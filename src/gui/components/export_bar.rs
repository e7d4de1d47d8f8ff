// src/gui/components/export_bar.rs

use eframe::egui;
use tracing::debug;

use crate::{config::options::ExportFormat, gui::{actions, app::App}};

pub fn draw(ui: &mut egui::Ui, app: &mut App) {
    let ctx = ui.ctx().clone();

    ui.horizontal(|ui| {
        let export = &mut app.state.options.export;
        let prev_fmt = export.format;

        ui.label("Format:");
        ui.selectable_value(&mut export.format, ExportFormat::Csv, "CSV");
        ui.selectable_value(&mut export.format, ExportFormat::Tsv, "TSV");
        ui.selectable_value(&mut export.format, ExportFormat::Json, "JSON");

        if export.format != prev_fmt {
            debug!(format = ?export.format, "UI: export format");
            if !app.out_path_dirty {
                app.out_path_text = export.out_path().to_string_lossy().into_owned();
            }
        }

        ui.checkbox(&mut export.include_headers, "Include headers");
    });

    ui.horizontal(|ui| {
        ui.label("Output:");
        if ui
            .add(egui::TextEdit::singleline(&mut app.out_path_text).font(egui::TextStyle::Monospace))
            .changed()
        {
            app.out_path_dirty = true;
        }

        let has_data = app.comparison.is_some();
        if ui.add_enabled(has_data, egui::Button::new("Copy")).clicked() {
            actions::copy(app, &ctx);
        }
        if ui.add_enabled(has_data, egui::Button::new("Export")).clicked() {
            actions::export(app);
        }
    });
}
//! Program child entities as supplied by the data service
//!
//! Entities are read-only snapshots. Status and severity values stay as the raw
//! strings the data service sent; every nullable field resolves to a documented
//! default before any classification happens.

use chrono::{DateTime, NaiveDate, NaiveDateTime, TimeZone, Utc};
use serde::{Deserialize, Deserializer, Serialize};
use serde_json::Value;

/// Severity assumed when a risk carries none
pub const DEFAULT_SEVERITY: &str = "medium";

/// Probability/impact assumed when a risk carries none (the "medium" point of the 1-4 scale)
pub const DEFAULT_LIKELIHOOD: f64 = 2.0;

/// A program risk
#[derive(Debug, Clone, Default, PartialEq, Serialize, Deserialize)]
#[serde(rename_all = "camelCase")]
pub struct Risk {
    #[serde(default, deserialize_with = "deserialize_id")]
    pub id: String,
    #[serde(default, skip_serializing_if = "Option::is_none")]
    pub title: Option<String>,
    /// One of low / medium / high / critical
    #[serde(default)]
    pub severity: Option<String>,
    /// Roughly 1-4
    #[serde(default)]
    pub probability: Option<f64>,
    /// Roughly 1-4
    #[serde(default)]
    pub impact: Option<f64>,
    /// One of identified / in_progress / mitigated / resolved
    #[serde(default)]
    pub status: Option<String>,
}

impl Risk {
    /// Risk with only a severity set
    pub fn with_severity(severity: &str) -> Self {
        Risk {
            severity: Some(severity.to_string()),
            ..Risk::default()
        }
    }

    /// Risk with only probability and impact set
    pub fn with_likelihood(probability: Option<f64>, impact: Option<f64>) -> Self {
        Risk {
            probability,
            impact,
            ..Risk::default()
        }
    }

    pub fn severity_or_default(&self) -> &str {
        self.severity.as_deref().unwrap_or(DEFAULT_SEVERITY)
    }

    pub fn probability_or_default(&self) -> f64 {
        self.probability.unwrap_or(DEFAULT_LIKELIHOOD)
    }

    pub fn impact_or_default(&self) -> f64 {
        self.impact.unwrap_or(DEFAULT_LIKELIHOOD)
    }

    /// Whether this risk counts toward the health score's critical-risk deduction.
    ///
    /// Case-sensitive: only the literal values "high" and "critical" match.
    pub fn is_critical(&self) -> bool {
        matches!(self.severity.as_deref(), Some("high") | Some("critical"))
    }
}

/// A program milestone
#[derive(Debug, Clone, Default, PartialEq, Serialize, Deserialize)]
#[serde(rename_all = "camelCase")]
pub struct Milestone {
    #[serde(default, deserialize_with = "deserialize_id")]
    pub id: String,
    #[serde(default, skip_serializing_if = "Option::is_none")]
    pub title: Option<String>,
    /// RFC 3339 timestamp or plain `YYYY-MM-DD` date
    #[serde(default)]
    pub due_date: Option<String>,
    /// One of completed / in_progress / at_risk / delayed / ...
    #[serde(default)]
    pub status: Option<String>,
}

impl Milestone {
    pub fn new(due_date: Option<&str>, status: Option<&str>) -> Self {
        Milestone {
            due_date: due_date.map(str::to_string),
            status: status.map(str::to_string),
            ..Milestone::default()
        }
    }

    /// Parsed due instant, `None` when absent or unparseable
    pub fn due_at(&self) -> Option<DateTime<Utc>> {
        self.due_date.as_deref().and_then(parse_due_date)
    }

    pub fn is_completed(&self) -> bool {
        self.status.as_deref() == Some("completed")
    }

    /// Overdue means: has a due date, is not completed, and the due instant is
    /// strictly earlier than `now`. Time-of-day is not truncated.
    pub fn is_overdue_at(&self, now: DateTime<Utc>) -> bool {
        if self.is_completed() {
            return false;
        }
        match self.due_at() {
            Some(due) => due < now,
            None => false,
        }
    }
}

/// A cross-team dependency
#[derive(Debug, Clone, Default, PartialEq, Serialize, Deserialize)]
#[serde(rename_all = "camelCase")]
pub struct Dependency {
    #[serde(default, deserialize_with = "deserialize_id")]
    pub id: String,
    #[serde(default, skip_serializing_if = "Option::is_none")]
    pub name: Option<String>,
    /// One of blocked / at_risk / on_track / completed / ...
    #[serde(default)]
    pub status: Option<String>,
}

impl Dependency {
    pub fn with_status(status: &str) -> Self {
        Dependency {
            status: Some(status.to_string()),
            ..Dependency::default()
        }
    }

    pub fn is_blocked(&self) -> bool {
        self.status.as_deref() == Some("blocked")
    }
}

/// A team adopting the program's deliverables
#[derive(Debug, Clone, Default, PartialEq, Serialize, Deserialize)]
#[serde(rename_all = "camelCase")]
pub struct Adopter {
    #[serde(default, deserialize_with = "deserialize_id")]
    pub id: String,
    #[serde(default, skip_serializing_if = "Option::is_none")]
    pub name: Option<String>,
    /// 0-100
    #[serde(default)]
    pub readiness_score: Option<f64>,
    /// One of ready / in_progress / blocked / completed
    #[serde(default)]
    pub status: Option<String>,
}

/// Identifiers arrive as strings or numbers depending on the backing table
fn deserialize_id<'de, D: Deserializer<'de>>(deserializer: D) -> Result<String, D::Error> {
    match Option::<Value>::deserialize(deserializer)? {
        None | Some(Value::Null) => Ok(String::new()),
        Some(Value::String(s)) => Ok(s),
        Some(Value::Number(n)) => Ok(n.to_string()),
        Some(other) => Err(<D::Error as serde::de::Error>::custom(format!(
            "invalid identifier: {}",
            other
        ))),
    }
}

/// Parse a due date as sent by the data service.
///
/// Accepts RFC 3339 timestamps, zone-less `YYYY-MM-DDTHH:MM:SS[.fff]` (read as UTC)
/// and plain `YYYY-MM-DD` dates (midnight UTC).
pub fn parse_due_date(raw: &str) -> Option<DateTime<Utc>> {
    let raw = raw.trim();
    if let Ok(ts) = DateTime::parse_from_rfc3339(raw) {
        return Some(ts.with_timezone(&Utc));
    }
    if let Ok(naive) = NaiveDateTime::parse_from_str(raw, "%Y-%m-%dT%H:%M:%S%.f") {
        return Some(Utc.from_utc_datetime(&naive));
    }
    NaiveDate::parse_from_str(raw, "%Y-%m-%d")
        .ok()
        .and_then(|date| date.and_hms_opt(0, 0, 0))
        .map(|naive| Utc.from_utc_datetime(&naive))
}

#[cfg(test)]
mod tests {
    use super::*;

    fn at(raw: &str) -> DateTime<Utc> {
        parse_due_date(raw).unwrap()
    }

    #[test]
    fn test_parse_plain_date_is_midnight_utc() {
        assert_eq!(at("2020-01-01"), at("2020-01-01T00:00:00Z"));
    }

    #[test]
    fn test_parse_offset_timestamp() {
        assert_eq!(at("2024-03-01T10:00:00+02:00"), at("2024-03-01T08:00:00Z"));
    }

    #[test]
    fn test_parse_zoneless_timestamp() {
        assert_eq!(at("2024-03-01T08:00:00.250"), at("2024-03-01T08:00:00.250Z"));
    }

    #[test]
    fn test_parse_garbage_is_none() {
        assert!(parse_due_date("next tuesday").is_none());
        assert!(parse_due_date("").is_none());
    }

    #[test]
    fn test_risk_defaults() {
        let risk = Risk::default();
        assert_eq!(risk.severity_or_default(), "medium");
        assert_eq!(risk.probability_or_default(), 2.0);
        assert_eq!(risk.impact_or_default(), 2.0);
        assert!(!risk.is_critical());
    }

    #[test]
    fn test_critical_match_is_case_sensitive() {
        assert!(Risk::with_severity("high").is_critical());
        assert!(Risk::with_severity("critical").is_critical());
        assert!(!Risk::with_severity("High").is_critical());
        assert!(!Risk::with_severity("CRITICAL").is_critical());
        assert!(!Risk::with_severity("medium").is_critical());
    }

    #[test]
    fn test_overdue_requires_due_date() {
        let now = at("2024-06-01T12:00:00Z");
        assert!(!Milestone::new(None, Some("in_progress")).is_overdue_at(now));
        assert!(!Milestone::new(Some("soon"), Some("in_progress")).is_overdue_at(now));
    }

    #[test]
    fn test_completed_is_never_overdue() {
        let now = at("2024-06-01T12:00:00Z");
        assert!(!Milestone::new(Some("2000-01-01"), Some("completed")).is_overdue_at(now));
    }

    #[test]
    fn test_overdue_compares_instants_without_truncation() {
        let now = at("2024-06-01T12:00:00Z");
        // Due earlier the same day counts
        assert!(Milestone::new(Some("2024-06-01"), None).is_overdue_at(now));
        assert!(Milestone::new(Some("2024-06-01T11:59:59Z"), None).is_overdue_at(now));
        // Strictly earlier: due exactly now is not overdue
        assert!(!Milestone::new(Some("2024-06-01T12:00:00Z"), None).is_overdue_at(now));
        assert!(!Milestone::new(Some("2024-06-02"), None).is_overdue_at(now));
    }

    #[test]
    fn test_deserialize_camel_case_fields() {
        let milestone: Milestone =
            serde_json::from_str(r#"{"id": "m1", "dueDate": "2020-01-01", "status": null}"#)
                .unwrap();
        assert_eq!(milestone.due_date.as_deref(), Some("2020-01-01"));
        assert!(milestone.status.is_none());

        let adopter: Adopter =
            serde_json::from_str(r#"{"id": "a1", "readinessScore": 75, "extra": true}"#).unwrap();
        assert_eq!(adopter.readiness_score, Some(75.0));
    }

    #[test]
    fn test_numeric_and_missing_ids() {
        let risk: Risk = serde_json::from_str(r#"{"id": 42}"#).unwrap();
        assert_eq!(risk.id, "42");
        let risk: Risk = serde_json::from_str(r#"{}"#).unwrap();
        assert_eq!(risk.id, "");
        assert!(serde_json::from_str::<Risk>(r#"{"id": [1]}"#).is_err());
    }

    #[test]
    fn test_blocked_match_is_exact() {
        assert!(Dependency::with_status("blocked").is_blocked());
        assert!(!Dependency::with_status("Blocked").is_blocked());
        assert!(!Dependency::with_status("at_risk").is_blocked());
        assert!(!Dependency::default().is_blocked());
    }
}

· · · · ·

Where a line of the data above includes the string "const", pull it out.

▶ **ANSWER FOR THIS EXERCISE**:
pub const DEFAULT_SEVERITY: &str = "medium";
pub const DEFAULT_LIKELIHOOD: f64 = 2.0;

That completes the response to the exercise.